Checks can be used (abused) to modify the namespace before the action function sees it. This can be used for some advanced context dependent argument default setting (for example setting default file names based on the nsspec).

The check is associated to the provider function by simply applying it as a decorator:

@check_pdf_is_montecarlo
def chi2_data_for_reweighting_experiments(pdf, args):
    ...

A slightly higher level interface to checks is implemented by the make_argcheck decorator. Instead of receiving a namespace and other unspecified arguments, like the functions decorated with make_check, it simply takes the arguments we want to test. The function can return a dictionary that will be used to update the namespace (but that is not required, it can also not return anything).

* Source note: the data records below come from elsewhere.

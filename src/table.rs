mod bucket;
pub mod dump;

pub use crate::table::bucket::Bucket;
pub use crate::table::dump::Dump;

use std::{collections::TryReserveError, num::NonZeroUsize};

use thiserror::Error;

use crate::hash;

// Bucket count of the reference table.
pub const DEFAULT_BUCKETS: usize = 10;

#[derive(Error, Debug)]
pub enum TableError {
    #[error("table has no buckets to hash into")]
    NoBuckets,
    #[error("empty key")]
    EmptyKey,
    #[error("failed to allocate table storage")]
    Allocation(#[from] TryReserveError),
}

#[derive(Debug, Clone, Copy, PartialEq, Eq)]
pub enum Insert {
    // Stored at the tail of this bucket's chain
    Inserted(usize),
    // Already present in its bucket; nothing was written
    Duplicate,
}

#[derive(Debug, Clone, Copy, PartialEq, Eq)]
pub enum Lookup {
    // `position` entries precede the match in the chain
    Found { bucket: usize, position: usize },
    // `searched` entries were compared before the chain ran out
    NotFound { bucket: usize, searched: usize },
}

impl Lookup {
    pub fn is_found(&self) -> bool {
        matches!(self, Lookup::Found { .. })
    }

    // The bucket holding the value, if it was found.
    pub fn found_at(&self) -> Option<usize> {
        match *self {
            Lookup::Found { bucket, .. } => Some(bucket),
            Lookup::NotFound { .. } => None,
        }
    }
}

// A fixed-size, separately chained set of strings. Each key lives in the chain
// of bucket `djb2(key) % N`; `N` never changes and nothing is ever removed.
#[derive(Debug, Clone, PartialEq, Eq)]
pub struct HashTable {
    buckets: Box<[Bucket]>,
    count: NonZeroUsize,
    items: usize,
}

impl HashTable {
    pub fn new() -> HashTable {
        const COUNT: NonZeroUsize = match NonZeroUsize::new(DEFAULT_BUCKETS) {
            Some(count) => count,
            None => panic!("DEFAULT_BUCKETS is zero"),
        };
        HashTable {
            buckets: (0..DEFAULT_BUCKETS).map(|_| Bucket::new()).collect(),
            count: COUNT,
            items: 0,
        }
    }

    pub fn with_buckets(buckets: usize) -> Result<HashTable, TableError> {
        let count = NonZeroUsize::new(buckets).ok_or(TableError::NoBuckets)?;
        let mut slots = Vec::new();
        slots.try_reserve_exact(count.get())?;
        slots.resize_with(count.get(), Bucket::new);
        Ok(HashTable {
            buckets: slots.into_boxed_slice(),
            count,
            items: 0,
        })
    }

    pub fn bucket_count(&self) -> usize {
        self.buckets.len()
    }

    pub fn len(&self) -> usize {
        self.items
    }

    pub fn is_empty(&self) -> bool {
        self.items == 0
    }

    pub fn bucket(&self, index: usize) -> Option<&[String]> {
        self.buckets.get(index).map(Bucket::as_slice)
    }

    pub fn bucket_of(&self, key: &str) -> usize {
        hash::bucket_index(key.as_bytes(), self.count)
    }

    pub fn insert(&mut self, key: &str) -> Result<Insert, TableError> {
        if key.is_empty() {
            return Err(TableError::EmptyKey);
        }
        let index = self.bucket_of(key);
        let bucket = &mut self.buckets[index];
        if let Some(position) = bucket.position(key) {
            tracing::debug!(key, bucket = index, position, "duplicate rejected");
            return Ok(Insert::Duplicate);
        }
        bucket.push(key).map_err(|e| {
            tracing::warn!(key, bucket = index, "allocation failed: {e}");
            TableError::Allocation(e)
        })?;
        self.items += 1;
        tracing::debug!(key, bucket = index, chain = bucket.len(), "inserted");
        Ok(Insert::Inserted(index))
    }

    pub fn lookup(&self, key: &str) -> Lookup {
        let index = self.bucket_of(key);
        let bucket = &self.buckets[index];
        match bucket.position(key) {
            Some(position) => {
                tracing::debug!(key, bucket = index, position, "found");
                Lookup::Found {
                    bucket: index,
                    position,
                }
            }
            None => {
                tracing::debug!(key, bucket = index, searched = bucket.len(), "not found");
                Lookup::NotFound {
                    bucket: index,
                    searched: bucket.len(),
                }
            }
        }
    }

    pub fn contains(&self, key: &str) -> bool {
        self.lookup(key).is_found()
    }

    // Every bucket in index order, with its chain.
    pub fn dump(&self) -> Dump<'_> {
        Dump::new(&self.buckets)
    }
}

impl Default for HashTable {
    fn default() -> Self {
        HashTable::new()
    }
}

For example the check_pdf_is_montecarlo above could be more easily implemented like:

@make_argcheck
def check_pdf_is_montecarlo(pdf):
    etype = pdf.ErrorType
    if etype != 'replicas':
        raise CheckError("Error type of PDF %s must be 'replicas' and not %s"
                          % (pdf, etype))

make_argcheck should be preferred, since it is more explicit, and could be extended with more functionality later on. However it is newer and not very used currently in the code.

Checks have no effect outside of reportengine (unless you call them explicitly).

Ideally, the checks should be sufficient to guarantee that the actions will not fail at runtime.

Producing figures

In order to produce figures, just decorate your functions returning matplotlib Figure objects with the reportengine.figure.figure function, e.g.:

@figure
def plot_p_alpha(p_alpha_study):
   fig, ax = plt.subplots()
   #Plot something
   ...
   return fig

This will take care of the following:

There is also the figuregen decorator for providers that are implemented as generators that yield several figures (see e.g. the implementation of plot_fancy). Apart from just the figure, yield a tuple (prefix, figure) where the prefix will be used in the filename.

Producing tables

These work similarly to figures, as described above. Instead use the @table and @tablegen decorators.

Tables will be saved in the CSV formats.

Customizing how things look in the report

By default, the str() method will be applied to objects that appear in the report. If you want a custom behaviour, declare a declare a custom as_markdown property for your objects. It should return a string in Pandoc Markdown describing your object. Raw HTML is also allowed (although that decreases the compatibility, e.g. if we decide to output LaTeX instead of HTML in the future).